In the following listing, find the lines containing "AllowOrigin" and report them.
┌──
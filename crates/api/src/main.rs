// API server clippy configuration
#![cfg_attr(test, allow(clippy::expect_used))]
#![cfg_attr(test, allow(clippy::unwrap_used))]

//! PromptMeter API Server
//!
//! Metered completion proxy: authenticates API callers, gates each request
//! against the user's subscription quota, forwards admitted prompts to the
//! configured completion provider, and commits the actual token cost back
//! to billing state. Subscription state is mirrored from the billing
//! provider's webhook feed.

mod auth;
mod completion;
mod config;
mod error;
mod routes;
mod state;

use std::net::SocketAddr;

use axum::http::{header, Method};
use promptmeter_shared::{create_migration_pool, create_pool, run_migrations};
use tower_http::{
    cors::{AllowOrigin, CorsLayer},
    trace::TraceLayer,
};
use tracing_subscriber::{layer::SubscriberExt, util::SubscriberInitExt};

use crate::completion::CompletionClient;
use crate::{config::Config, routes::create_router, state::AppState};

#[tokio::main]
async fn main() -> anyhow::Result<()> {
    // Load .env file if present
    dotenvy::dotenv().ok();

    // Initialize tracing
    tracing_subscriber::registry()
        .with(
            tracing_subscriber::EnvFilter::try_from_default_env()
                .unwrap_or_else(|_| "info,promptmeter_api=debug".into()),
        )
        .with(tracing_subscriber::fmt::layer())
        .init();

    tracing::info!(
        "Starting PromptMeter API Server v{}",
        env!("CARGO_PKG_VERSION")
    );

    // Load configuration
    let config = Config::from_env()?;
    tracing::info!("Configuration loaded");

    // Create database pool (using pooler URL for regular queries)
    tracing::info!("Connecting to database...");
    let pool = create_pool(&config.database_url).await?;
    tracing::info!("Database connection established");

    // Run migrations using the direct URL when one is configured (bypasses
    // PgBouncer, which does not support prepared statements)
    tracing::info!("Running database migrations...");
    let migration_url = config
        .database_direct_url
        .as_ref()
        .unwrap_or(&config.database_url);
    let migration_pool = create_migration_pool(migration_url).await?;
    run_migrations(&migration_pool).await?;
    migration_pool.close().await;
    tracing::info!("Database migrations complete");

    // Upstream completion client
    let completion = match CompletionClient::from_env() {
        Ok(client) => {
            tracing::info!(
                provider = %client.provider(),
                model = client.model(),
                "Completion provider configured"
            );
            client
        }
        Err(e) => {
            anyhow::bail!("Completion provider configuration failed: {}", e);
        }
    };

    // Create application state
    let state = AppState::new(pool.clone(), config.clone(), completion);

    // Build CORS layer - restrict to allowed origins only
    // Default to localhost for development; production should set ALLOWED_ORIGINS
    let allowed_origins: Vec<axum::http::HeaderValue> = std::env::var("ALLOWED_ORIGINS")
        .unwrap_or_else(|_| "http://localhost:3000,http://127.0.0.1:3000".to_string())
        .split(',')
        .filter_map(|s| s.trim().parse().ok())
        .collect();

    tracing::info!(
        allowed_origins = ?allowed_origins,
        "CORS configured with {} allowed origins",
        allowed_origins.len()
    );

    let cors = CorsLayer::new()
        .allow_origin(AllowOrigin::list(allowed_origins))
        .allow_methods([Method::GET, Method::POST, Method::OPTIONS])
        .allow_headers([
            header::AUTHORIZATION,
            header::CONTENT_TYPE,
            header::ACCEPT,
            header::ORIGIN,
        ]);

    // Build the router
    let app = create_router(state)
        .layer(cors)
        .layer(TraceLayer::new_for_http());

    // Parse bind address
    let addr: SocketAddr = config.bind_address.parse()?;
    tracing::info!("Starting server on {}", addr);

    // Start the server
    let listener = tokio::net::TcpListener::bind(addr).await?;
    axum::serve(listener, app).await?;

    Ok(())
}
└──
* Exercise response
    cors::{AllowOrigin, CorsLayer},
        .allow_origin(AllowOrigin::list(allowed_origins))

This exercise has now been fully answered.